TASK PROMPT:
From the records below, copy the lines that include "state".

RECORDS:
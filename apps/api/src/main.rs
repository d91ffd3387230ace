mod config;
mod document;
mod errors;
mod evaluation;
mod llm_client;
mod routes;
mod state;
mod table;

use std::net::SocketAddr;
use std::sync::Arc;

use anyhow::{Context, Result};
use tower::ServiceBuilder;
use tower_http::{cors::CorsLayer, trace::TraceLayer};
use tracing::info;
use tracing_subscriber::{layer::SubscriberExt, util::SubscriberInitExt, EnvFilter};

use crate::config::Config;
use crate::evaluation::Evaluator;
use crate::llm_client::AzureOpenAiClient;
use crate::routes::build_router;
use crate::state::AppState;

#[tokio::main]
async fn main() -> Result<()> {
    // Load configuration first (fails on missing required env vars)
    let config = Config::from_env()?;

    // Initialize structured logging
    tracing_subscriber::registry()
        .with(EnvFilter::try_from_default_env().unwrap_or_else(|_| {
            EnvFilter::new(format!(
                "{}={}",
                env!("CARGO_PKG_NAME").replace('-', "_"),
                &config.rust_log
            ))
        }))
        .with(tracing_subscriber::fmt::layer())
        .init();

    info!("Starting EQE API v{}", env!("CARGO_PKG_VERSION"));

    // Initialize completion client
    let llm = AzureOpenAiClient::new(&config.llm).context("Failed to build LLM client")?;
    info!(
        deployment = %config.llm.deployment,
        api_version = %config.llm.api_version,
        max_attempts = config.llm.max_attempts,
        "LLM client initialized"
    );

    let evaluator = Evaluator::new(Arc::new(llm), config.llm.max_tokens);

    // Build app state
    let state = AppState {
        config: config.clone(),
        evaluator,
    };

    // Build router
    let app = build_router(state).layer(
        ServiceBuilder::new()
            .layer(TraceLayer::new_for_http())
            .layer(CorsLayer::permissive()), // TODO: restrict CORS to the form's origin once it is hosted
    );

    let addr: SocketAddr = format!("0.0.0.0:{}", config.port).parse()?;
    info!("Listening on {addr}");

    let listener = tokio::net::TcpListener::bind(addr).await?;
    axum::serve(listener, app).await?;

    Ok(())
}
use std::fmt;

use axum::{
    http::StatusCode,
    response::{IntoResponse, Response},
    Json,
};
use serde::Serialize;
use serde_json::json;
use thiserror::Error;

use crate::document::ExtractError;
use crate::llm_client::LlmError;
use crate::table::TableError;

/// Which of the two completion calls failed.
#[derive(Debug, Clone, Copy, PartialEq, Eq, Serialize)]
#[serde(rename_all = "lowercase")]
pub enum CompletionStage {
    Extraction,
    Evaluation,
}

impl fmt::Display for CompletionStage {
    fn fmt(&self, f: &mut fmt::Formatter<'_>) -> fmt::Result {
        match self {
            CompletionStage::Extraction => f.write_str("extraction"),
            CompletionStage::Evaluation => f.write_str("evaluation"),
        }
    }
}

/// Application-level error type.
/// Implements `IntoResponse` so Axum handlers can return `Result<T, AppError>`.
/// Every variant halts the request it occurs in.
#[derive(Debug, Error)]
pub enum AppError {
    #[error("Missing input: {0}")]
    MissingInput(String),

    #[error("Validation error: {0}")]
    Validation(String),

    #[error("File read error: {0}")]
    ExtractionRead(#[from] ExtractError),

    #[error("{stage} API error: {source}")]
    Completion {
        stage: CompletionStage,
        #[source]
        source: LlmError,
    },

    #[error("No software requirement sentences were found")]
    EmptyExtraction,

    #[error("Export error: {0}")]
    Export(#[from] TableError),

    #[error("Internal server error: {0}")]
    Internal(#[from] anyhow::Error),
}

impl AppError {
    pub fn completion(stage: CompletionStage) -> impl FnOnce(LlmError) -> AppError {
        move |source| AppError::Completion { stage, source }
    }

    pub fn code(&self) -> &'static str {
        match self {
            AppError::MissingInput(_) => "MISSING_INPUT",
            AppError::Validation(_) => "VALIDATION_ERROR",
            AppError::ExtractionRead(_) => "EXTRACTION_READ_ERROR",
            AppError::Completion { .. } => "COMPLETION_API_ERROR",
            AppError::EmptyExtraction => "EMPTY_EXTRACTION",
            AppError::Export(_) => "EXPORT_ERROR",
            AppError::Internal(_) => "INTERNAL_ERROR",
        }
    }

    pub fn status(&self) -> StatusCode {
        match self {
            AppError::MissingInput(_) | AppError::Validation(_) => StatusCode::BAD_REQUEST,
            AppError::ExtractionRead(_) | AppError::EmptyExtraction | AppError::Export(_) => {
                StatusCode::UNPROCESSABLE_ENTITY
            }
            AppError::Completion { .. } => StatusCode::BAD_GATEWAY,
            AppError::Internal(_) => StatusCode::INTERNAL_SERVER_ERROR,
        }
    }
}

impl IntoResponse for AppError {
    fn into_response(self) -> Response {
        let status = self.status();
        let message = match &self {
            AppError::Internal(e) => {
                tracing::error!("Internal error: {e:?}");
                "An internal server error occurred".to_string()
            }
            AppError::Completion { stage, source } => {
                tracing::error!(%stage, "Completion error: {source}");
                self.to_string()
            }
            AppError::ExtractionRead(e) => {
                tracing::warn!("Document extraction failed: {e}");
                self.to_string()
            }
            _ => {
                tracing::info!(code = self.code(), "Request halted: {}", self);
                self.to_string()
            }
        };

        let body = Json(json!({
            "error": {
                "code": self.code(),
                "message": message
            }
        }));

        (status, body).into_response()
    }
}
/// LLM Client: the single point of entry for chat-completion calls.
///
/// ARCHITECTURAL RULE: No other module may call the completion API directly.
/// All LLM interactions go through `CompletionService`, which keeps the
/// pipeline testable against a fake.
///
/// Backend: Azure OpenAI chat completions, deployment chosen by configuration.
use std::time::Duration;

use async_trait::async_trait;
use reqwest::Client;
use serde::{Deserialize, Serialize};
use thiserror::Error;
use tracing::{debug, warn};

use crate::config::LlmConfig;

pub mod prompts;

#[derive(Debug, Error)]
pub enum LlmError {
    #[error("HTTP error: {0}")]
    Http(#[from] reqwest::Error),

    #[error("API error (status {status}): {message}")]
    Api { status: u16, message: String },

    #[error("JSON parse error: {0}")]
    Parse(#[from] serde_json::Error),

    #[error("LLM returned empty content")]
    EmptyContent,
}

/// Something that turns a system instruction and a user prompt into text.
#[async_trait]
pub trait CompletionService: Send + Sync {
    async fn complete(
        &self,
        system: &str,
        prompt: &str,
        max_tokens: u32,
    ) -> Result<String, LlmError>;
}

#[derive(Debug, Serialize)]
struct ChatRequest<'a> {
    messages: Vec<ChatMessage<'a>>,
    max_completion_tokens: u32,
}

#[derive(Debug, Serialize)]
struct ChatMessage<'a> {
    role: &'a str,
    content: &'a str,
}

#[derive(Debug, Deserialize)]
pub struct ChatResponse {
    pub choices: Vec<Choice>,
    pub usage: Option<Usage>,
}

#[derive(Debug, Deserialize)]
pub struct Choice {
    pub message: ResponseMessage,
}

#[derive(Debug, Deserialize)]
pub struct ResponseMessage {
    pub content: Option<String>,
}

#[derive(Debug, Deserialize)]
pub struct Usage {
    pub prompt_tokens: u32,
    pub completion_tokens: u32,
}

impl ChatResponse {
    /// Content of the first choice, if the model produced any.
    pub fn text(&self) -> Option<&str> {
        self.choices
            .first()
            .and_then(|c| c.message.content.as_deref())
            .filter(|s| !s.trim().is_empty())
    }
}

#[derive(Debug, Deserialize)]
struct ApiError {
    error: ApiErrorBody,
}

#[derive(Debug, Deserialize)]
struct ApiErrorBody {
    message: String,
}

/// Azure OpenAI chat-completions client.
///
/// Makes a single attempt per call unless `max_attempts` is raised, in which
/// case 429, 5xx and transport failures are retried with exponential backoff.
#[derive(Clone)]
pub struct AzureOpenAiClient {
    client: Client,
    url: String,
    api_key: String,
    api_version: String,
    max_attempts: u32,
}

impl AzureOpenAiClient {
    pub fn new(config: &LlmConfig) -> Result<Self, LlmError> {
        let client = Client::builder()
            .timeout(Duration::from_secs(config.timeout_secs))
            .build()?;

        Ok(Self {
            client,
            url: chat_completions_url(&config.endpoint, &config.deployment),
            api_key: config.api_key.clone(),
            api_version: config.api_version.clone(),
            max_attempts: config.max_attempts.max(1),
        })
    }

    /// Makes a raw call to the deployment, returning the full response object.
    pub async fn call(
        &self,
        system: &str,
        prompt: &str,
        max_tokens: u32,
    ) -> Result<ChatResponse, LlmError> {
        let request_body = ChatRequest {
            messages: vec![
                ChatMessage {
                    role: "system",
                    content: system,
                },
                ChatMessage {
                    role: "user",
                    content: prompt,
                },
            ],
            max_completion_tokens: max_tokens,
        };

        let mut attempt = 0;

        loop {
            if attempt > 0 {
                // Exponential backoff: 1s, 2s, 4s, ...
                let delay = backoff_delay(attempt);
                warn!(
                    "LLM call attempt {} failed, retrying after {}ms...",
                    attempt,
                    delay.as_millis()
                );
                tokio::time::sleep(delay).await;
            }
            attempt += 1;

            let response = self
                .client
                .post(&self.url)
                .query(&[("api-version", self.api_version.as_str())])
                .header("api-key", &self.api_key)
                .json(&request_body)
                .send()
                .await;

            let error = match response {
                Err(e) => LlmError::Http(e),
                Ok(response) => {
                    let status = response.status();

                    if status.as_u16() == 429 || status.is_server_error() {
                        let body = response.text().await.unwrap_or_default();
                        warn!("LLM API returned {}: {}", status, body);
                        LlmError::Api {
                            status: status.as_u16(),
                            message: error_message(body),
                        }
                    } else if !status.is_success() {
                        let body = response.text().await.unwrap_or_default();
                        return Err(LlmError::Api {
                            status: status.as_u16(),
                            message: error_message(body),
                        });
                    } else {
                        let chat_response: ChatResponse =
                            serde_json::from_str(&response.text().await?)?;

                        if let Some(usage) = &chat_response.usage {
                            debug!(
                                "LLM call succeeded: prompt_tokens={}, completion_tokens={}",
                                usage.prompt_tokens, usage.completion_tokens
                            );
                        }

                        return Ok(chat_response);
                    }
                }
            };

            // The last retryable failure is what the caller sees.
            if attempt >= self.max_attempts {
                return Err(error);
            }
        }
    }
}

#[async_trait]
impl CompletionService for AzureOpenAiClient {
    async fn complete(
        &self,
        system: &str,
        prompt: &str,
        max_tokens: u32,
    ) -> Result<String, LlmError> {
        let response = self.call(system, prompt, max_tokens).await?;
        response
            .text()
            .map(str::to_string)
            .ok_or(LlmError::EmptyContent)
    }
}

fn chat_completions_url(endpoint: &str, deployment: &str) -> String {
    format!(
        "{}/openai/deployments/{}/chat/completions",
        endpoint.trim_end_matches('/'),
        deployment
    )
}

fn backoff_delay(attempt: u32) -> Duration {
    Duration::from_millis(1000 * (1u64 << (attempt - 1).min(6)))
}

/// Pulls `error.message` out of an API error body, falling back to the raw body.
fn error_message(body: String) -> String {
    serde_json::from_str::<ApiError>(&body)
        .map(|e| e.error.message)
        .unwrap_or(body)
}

WRITTEN REPLY:
mod state;
use crate::state::AppState;
    // Build app state
    let state = AppState {
    let app = build_router(state).layer(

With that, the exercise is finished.